Explanation-Aware Attacks and the Limits of using XAI

June 16, 2026 14:00 - 15:00

BIFOLD 7th. Floor, Room 701, Franklinstr. 28/29, 10587 Berlin

Christian Wressnegger

Modern (deep) learning methods used to lack understandable reasoning in their decision process, making crucial decisions less trustworthy. The research field of "Explainable AI" (XAI) has turned the tables, though, enabling precise relevance attribution of input features for otherwise opaque models. Among many prospects in computer science, this progression has also raised expectations that these techniques can also benefit defense against attacks on computer systems and even machine learning models themselves.
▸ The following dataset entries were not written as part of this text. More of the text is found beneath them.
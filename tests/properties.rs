use json_vgen::{Schema, Validator};
use proptest::prelude::*;
use serde_json::{json, Value};

fn validator() -> Validator {
    let schema: Schema = serde_json::from_value(json!({"types": [
        {"name": "Item", "fields": [
            {"name": "Type", "json": "type", "type": "string"},
            {"name": "Status", "json": "status", "type": "string", "directives": [{"enum": ["True", "False"]}]},
        ]},
        {"name": "Entry", "fields": [
            {"name": "Value", "json": "value", "type": {"optional": "string"}, "directives": [{"immutable": {}}]},
        ]},
        {"name": "Spec", "fields": [
            {"name": "Items", "json": "items", "type": {"list": "Item"}, "listMapKeys": ["type"], "directives": [
                {"subfield": {"type": "A"}, "payload": [{"unionMember": {}}, {"subfield": "status", "payload": {"immutable": {}}}]},
                {"subfield": {"type": "B"}, "payload": {"unionMember": {}}},
                {"subfield": {"status": "True"}, "payload": {"validateFalse": "status True"}},
            ]},
            {"name": "Entries", "json": "entries", "type": {"list": "Entry"}},
        ]},
    ]})).unwrap();
    Validator::compile(&schema).unwrap()
}

fn items() -> impl Strategy<Value = Value> {
    let item = ("[ABC]", prop_oneof![Just("True"), Just("False"), Just("Unknown")])
        .prop_map(|(t, s)| json!({"type": t, "status": s}));
    let entry = prop_oneof![Just(json!({})), "[a-c]{0,2}".prop_map(|v| json!({"value": v}))];
    (prop::collection::vec(item, 0..6), prop::collection::vec(entry, 0..4))
        .prop_map(|(items, entries)| json!({"items": items, "entries": entries}))
}

proptest! {
    /// Same input, same errors in the same order.
    #[test]
    fn validation_is_deterministic(new in items(), old in items()) {
        let v = validator();
        let a = v.validate_update("Spec", &new, &old).unwrap();
        let b = v.validate_update("Spec", &new, &old).unwrap();
        prop_assert_eq!(a, b);
    }

    /// Unions look at the new record only.
    #[test]
    fn union_errors_ignore_old(new in items(), old in items()) {
        let v = validator();
        let created = v.validate("Spec", &new).unwrap();
        let updated = v.validate_update("Spec", &new, &old).unwrap();
        prop_assert_eq!(created.details_from("unionMember"), updated.details_from("unionMember"));
    }

    /// Validating an unchanged record never reports immutability errors.
    #[test]
    fn unchanged_update_is_not_forbidden(doc in items()) {
        let v = validator();
        let errs = v.validate_update("Spec", &doc, &doc).unwrap();
        prop_assert!(errs.iter().all(|e| e.detail != "field is immutable"));
    }
}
However, so-called explanation-aware attacks allow an adversary to manipulate an ML model's decision and the output of XAI techniques simultaneously, questioning the applicability of AI/ML in safety/security-critical applications. This talk explores the prospects and limits of XAI, demonstrating where it can and cannot (yet) be used reliably.

Bio

Christian Wressnegger is a a Professor of Computer Science at Karlsruhe Institute of Technology (KIT) heading the "Artificial Intelligence and Security" research group. Additionally, he serves as the spokesperson for the "KIT Graduate School Cyber Security," is the co-director of the "KASTEL Security Research Labs," one of three competence centers for cybersecurity in Germany, and is a Junior Fellow of the Berlin Institute for the Foundations of Learning and Data (BIFOLD). He holds a Ph.D. from TU Braunschweig and has graduated from Graz University of Technology, where he majored in computer science. His research revolves around combining AI/ML and computer security.